‘Parece que junho de 2013 não aconteceu’, diz especialista

 

Após virada conservadora nas eleições, diretor do Inesc, José Antonio Moroni, teme estagnação da luta por direitos com ascensão conservadora no Congresso e vê mobilização como essencial para avançar nas pautas sociais

por Sarah Fernandes.

Falta de clareza na motivação dos protestos pode estar ligada ao avanço conservador das eleições

São Paulo – Integrante do colegiado de gestão do Instituto de Estudo Econômicos e Sociais (Inesc), José Antonio Moroni avalia que as manifestações de junho de 2013 tiveram pouquíssimo impacto no processo eleitoral, já que as candidaturas que pautavam reformas sociais e democráticas não foram eleitas. O especialista vê com pessimismo a ascensão conservadora no Congresso Nacional e teme estagnação na luta pela conquista de direitos.

“Em relação às eleições, parece que junho de 2013 não aconteceu. As manifestações tiveram pouco impacto no processo eleitoral. Isso porque, ou nosso sistema político é tão rígido que é impermeável a qualquer tipo de manifestação popular, ou por que foi um momento conjuntural que não tinha uma agenda política clara e não foi capaz de tensionar o sistema político”, diz.

A maior prova disso, para Moroni, é que as candidaturas mais progressistas, que pautavam reformas sociais, políticas e democráticas, e que tentaram dar voz as insatisfações da população saíram enfraquecidas do processo eleitoral. “As forças políticas que teriam mais condições de dialogar com o processo de junho de 2013 não saíram fortalecidas. As pautas extremamente conservadoras foram reforçadas. O Congresso do ano que vem será mais conservador que o de hoje e assim conseguirá dar menos respostas às demandas de junho. Cristalizou o velho, no pior sentido da palavra.”

‘A governabilidade fica mais difícil com mais fragmentação no Congresso’, diz Moroni
Um dos questionamentos dos protestos, por exemplo, era a fragmentação do sistema político, com um número alto de partidos: 33 ao todo. No entanto, em 2015, o Congresso Nacional saltará dos atuais 22 partidos com representação para 28, em geral os mais ligados às oligarquias políticas, como observa Moroni.

“A governabilidade fica muito mais difícil com mais fragmentação, sem força hegemônica. A tendência vai ser de não enfrentar questões mais progressistas a não ser que tenhamos mobilização para enfrentar o Congresso”, diz. “Isso é reflexo da estratégia do PT de não ter enfrentado as reformas estruturais necessárias, como a reforma política, a democratização da mídia e a formação política da sociedade.”

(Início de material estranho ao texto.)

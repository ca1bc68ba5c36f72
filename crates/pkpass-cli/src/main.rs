//! Command-line interface for the pkpass signing pipeline.
//!
//! Builds signed `.pkpass` archives from a `pass.json` document and a template
//! directory, and checks or lists existing archives.

use anyhow::{bail, Context, Result};
use clap::{Parser, Subcommand};
use openssl::pkcs7::Pkcs7;
use openssl::x509::X509;
use pkpass::bundle::{MANIFEST_FILE, PASS_FILE, SIGNATURE_FILE};
use pkpass::crypto::{load_certificate, verify_signature};
use pkpass::{read_archive, Compression, Manifest, PassDocument, PassSigner, SignerConfig};
use std::fs;
use std::path::{Path, PathBuf};

#[derive(Parser)]
#[command(name = "pkpass")]
#[command(about = "Build, sign and inspect wallet passes")]
#[command(version)]
struct Cli {
    #[command(subcommand)]
    command: Commands,
}

#[derive(Subcommand)]
enum Commands {
    /// Build and sign a pass archive
    Build(BuildArgs),
    /// Check an archive's manifest digests and signature
    Verify {
        /// Pass archive (.pkpass)
        archive: PathBuf,

        /// Trusted issuer certificate (PEM or DER), repeatable
        #[arg(short = 'i', long = "issuer", required = true)]
        issuers: Vec<PathBuf>,
    },
    /// List archive entries and manifest digests
    Inspect {
        /// Pass archive (.pkpass)
        archive: PathBuf,
    },
}

#[derive(clap::Args)]
struct BuildArgs {
    /// Serialized pass document (pass.json)
    pass: PathBuf,

    /// Output archive
    #[arg(short, long)]
    output: PathBuf,

    /// TOML signer configuration; flags below override its values
    #[arg(long)]
    config: Option<PathBuf>,

    /// Template directory with images and localizations
    #[arg(short, long)]
    template: Option<PathBuf>,

    /// PKCS#12 file (.p12)
    #[arg(short = 'p', long)]
    pkcs12: Option<PathBuf>,

    /// Password for the PKCS#12 file
    #[arg(long, env = "PKPASS_PASSWORD", hide_env_values = true)]
    password: Option<String>,

    /// Issuer (WWDR intermediate) certificate
    #[arg(short = 'i', long)]
    issuer: Option<PathBuf>,

    /// Parent directory for working directories
    #[arg(long)]
    work_dir: Option<PathBuf>,

    /// ZIP compression level (0-9, default: 0)
    /// 0 = store entries uncompressed
    #[arg(short = 'z', long)]
    zip_level: Option<u32>,
}

#[tokio::main]
async fn main() -> Result<()> {
    env_logger::Builder::from_env(env_logger::Env::default().default_filter_or("info")).init();

    let cli = Cli::parse();

    match cli.command {
        Commands::Build(args) => build(args).await,
        Commands::Verify { archive, issuers } => verify(&archive, &issuers),
        Commands::Inspect { archive } => inspect(&archive),
    }
}

async fn build(args: BuildArgs) -> Result<()> {
    let signer = configure_signer(&args)?;

    let data = fs::read(&args.pass)
        .with_context(|| format!("Failed to read {}", args.pass.display()))?;
    let document = PassDocument::from_json_bytes(data)?;

    let archive = signer
        .build_async(document, Some(args.output.clone()))
        .await
        .map_err(|e| match e.stage() {
            Some(stage) => anyhow::Error::new(e).context(format!("{stage} stage failed")),
            None => anyhow::Error::new(e),
        })?;

    println!("Built: {} ({} bytes)", args.output.display(), archive.len());
    Ok(())
}

fn configure_signer(args: &BuildArgs) -> Result<PassSigner> {
    let mut signer = match args.config {
        Some(ref path) => {
            log::debug!("Loading signer config from {}", path.display());
            let config = SignerConfig::load(path)?;
            PassSigner::from_config(&config)
        }
        None => PassSigner::new(),
    };

    if let Some(ref path) = args.pkcs12 {
        signer = signer.pkcs12(path);
    }
    if let Some(ref password) = args.password {
        signer = signer.password(password.as_str());
    }
    if let Some(ref path) = args.issuer {
        signer = signer.issuer_certificate(path);
    }
    if let Some(ref dir) = args.template {
        signer = signer.template_dir(dir);
    }
    if let Some(ref dir) = args.work_dir {
        signer = signer.work_dir(dir);
    }
    if let Some(level) = args.zip_level {
        signer = signer.compression(Compression::from_level(level));
    }

    signer.validate()?;
    Ok(signer)
}

fn verify(archive: &Path, issuers: &[PathBuf]) -> Result<()> {
    let files = read_pass_archive(archive)?;

    let manifest_bytes = files
        .get(MANIFEST_FILE)
        .with_context(|| format!("{MANIFEST_FILE} missing from archive"))?;
    let signature = files
        .get(SIGNATURE_FILE)
        .with_context(|| format!("{SIGNATURE_FILE} missing from archive"))?;

    let manifest = Manifest::from_json(manifest_bytes)?;
    let mismatched = manifest.verify_files(&files);
    if !mismatched.is_empty() {
        bail!("Manifest does not match archive: {}", mismatched.join(", "));
    }

    let trusted = issuers
        .iter()
        .map(|path| -> Result<X509> {
            let data =
                fs::read(path).with_context(|| format!("Failed to read {}", path.display()))?;
            Ok(load_certificate(&data)?)
        })
        .collect::<Result<Vec<_>>>()?;
    verify_signature(signature, manifest_bytes, &trusted)?;

    println!("OK: {} ({} files)", archive.display(), manifest.len());
    Ok(())
}

fn inspect(archive: &Path) -> Result<()> {
    let files = read_pass_archive(archive)?;

    println!("Entries:");
    for (name, data) in &files {
        println!("  {name:<40} {:>8} bytes", data.len());
    }

    if let Some(pass) = files.get(PASS_FILE) {
        let value: serde_json::Value =
            serde_json::from_slice(pass).context("pass.json is not valid JSON")?;
        for key in ["passTypeIdentifier", "teamIdentifier", "serialNumber"] {
            if let Some(v) = value.get(key).and_then(|v| v.as_str()) {
                println!("{key}: {v}");
            }
        }
    }

    if let Some(manifest) = files.get(MANIFEST_FILE) {
        let manifest = Manifest::from_json(manifest)?;
        println!("Manifest:");
        for (path, digest) in manifest.iter() {
            println!("  {digest}  {path}");
        }
    }

    match files.get(SIGNATURE_FILE) {
        Some(signature) => print_signers(signature)?,
        None => println!("Signature: missing"),
    }

    Ok(())
}

fn print_signers(signature: &[u8]) -> Result<()> {
    let pkcs7 = Pkcs7::from_der(signature).context("signature is not DER PKCS#7")?;
    let certs = pkcs7.signed().and_then(|signed| signed.certificates());

    println!("Signature certificates:");
    for cert in certs.into_iter().flatten() {
        let subject = cert
            .subject_name()
            .entries()
            .filter_map(|e| e.data().to_string().ok())
            .collect::<Vec<_>>()
            .join(", ");
        println!("  {subject}");
    }
    Ok(())
}

fn read_pass_archive(path: &Path) -> Result<std::collections::BTreeMap<String, Vec<u8>>> {
    let data = fs::read(path).with_context(|| format!("Failed to read {}", path.display()))?;
    Ok(read_archive(&data)?)
}

#[cfg(test)]
mod tests {
    use super::*;
    use clap::CommandFactory;

    #[test]
    fn test_cli_definition() {
        Cli::command().debug_assert();
    }

    #[test]
    fn test_build_args() {
        let cli = Cli::try_parse_from([
            "pkpass", "build", "pass.json", "-o", "out.pkpass", "-p", "pass.p12", "-i", "wwdr.pem",
            "-z", "6",
        ])
        .unwrap();

        let Commands::Build(args) = cli.command else {
            panic!("expected build");
        };
        assert_eq!(args.pass, PathBuf::from("pass.json"));
        assert_eq!(args.pkcs12, Some(PathBuf::from("pass.p12")));
        assert_eq!(args.zip_level, Some(6));
        assert!(configure_signer(&args).is_ok());
    }

    #[test]
    fn test_build_requires_issuer() {
        let cli =
            Cli::try_parse_from(["pkpass", "build", "pass.json", "-o", "out.pkpass", "-p", "a.p12"])
                .unwrap();
        let Commands::Build(args) = cli.command else {
            panic!("expected build");
        };
        assert!(configure_signer(&args).is_err());
    }

    #[test]
    fn test_verify_requires_issuer() {
        assert!(Cli::try_parse_from(["pkpass", "verify", "Event.pkpass"]).is_err());
    }
}
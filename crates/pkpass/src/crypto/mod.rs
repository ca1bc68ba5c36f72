//! Signing material and detached signatures.

pub mod credentials;
pub mod signer;

#[cfg(any(test, feature = "test-util"))]
pub mod testing;

pub use credentials::Credentials;
pub use signer::{load_certificate, sign_manifest, verify_signature};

No pleito eleitoral decidido ontem (5), parlamentares conservadores avançaram de maneira representativa no Legislativo federal. A bancada do PSDB na Câmara ganhou 11 cadeiras, passando de 44 para 55, um crescimento de 25%. Já a bancada do PT perdeu 20% dos deputados, passando de 88 para 70. Apesar disso, a ala petista ainda continua a maior.

No Senado, que renovou um terço da Casa, cinco dos novos 27 parlamentares são do PMDB. O PSDB e o PDT têm quatro cada, o PSB elegeu três, mesmo número do DEM, enquanto PT, PTB e PSD conseguiram eleger dois cada. PR e PP fizeram um. A maior bancada a partir de 2015 será a do PMDB, com 19. Em seguida, ficam o PT, com 13, e o PSDB, com 10.

Para o especialista, o segundo turno das eleições presidenciais tende a ser mais conservador do que o primeiro, porque tanto Aécio como Dilma vão disputar o eleitorado mais reacionário. “Independente disso, todos os direitos que avançamos na Constituinte de 1988 estarão ameaçados, seja a reforma da previdência ou a saúde e a educação pública, por exemplo. Acho que se apresenta uma conjuntura de restrições de direitos por causa do avanço conservador.”

“O conservadorismo se caracteriza por querer manter as estruturas da sociedade como estão, baseadas na desigualdade de gênero, de raça, de orientação sexual e, sobretudo, de renda. É não mexer nos mecanismos de concentração da riqueza. Os conservadores aceitaram, até certo ponto, alguma distribuição, como o Bolsa Família, contanto que não mexesse na estrutura dessa sociedade desigual”, analisa. “Com o fortalecimento desse ponto de vista nas eleições, a tendência não é só barrar qualquer avanço, mas retroceder, atacando a pauta de direitos sociais e trabalhistas, e fortalecendo o setor privado, que financia as campanhas.”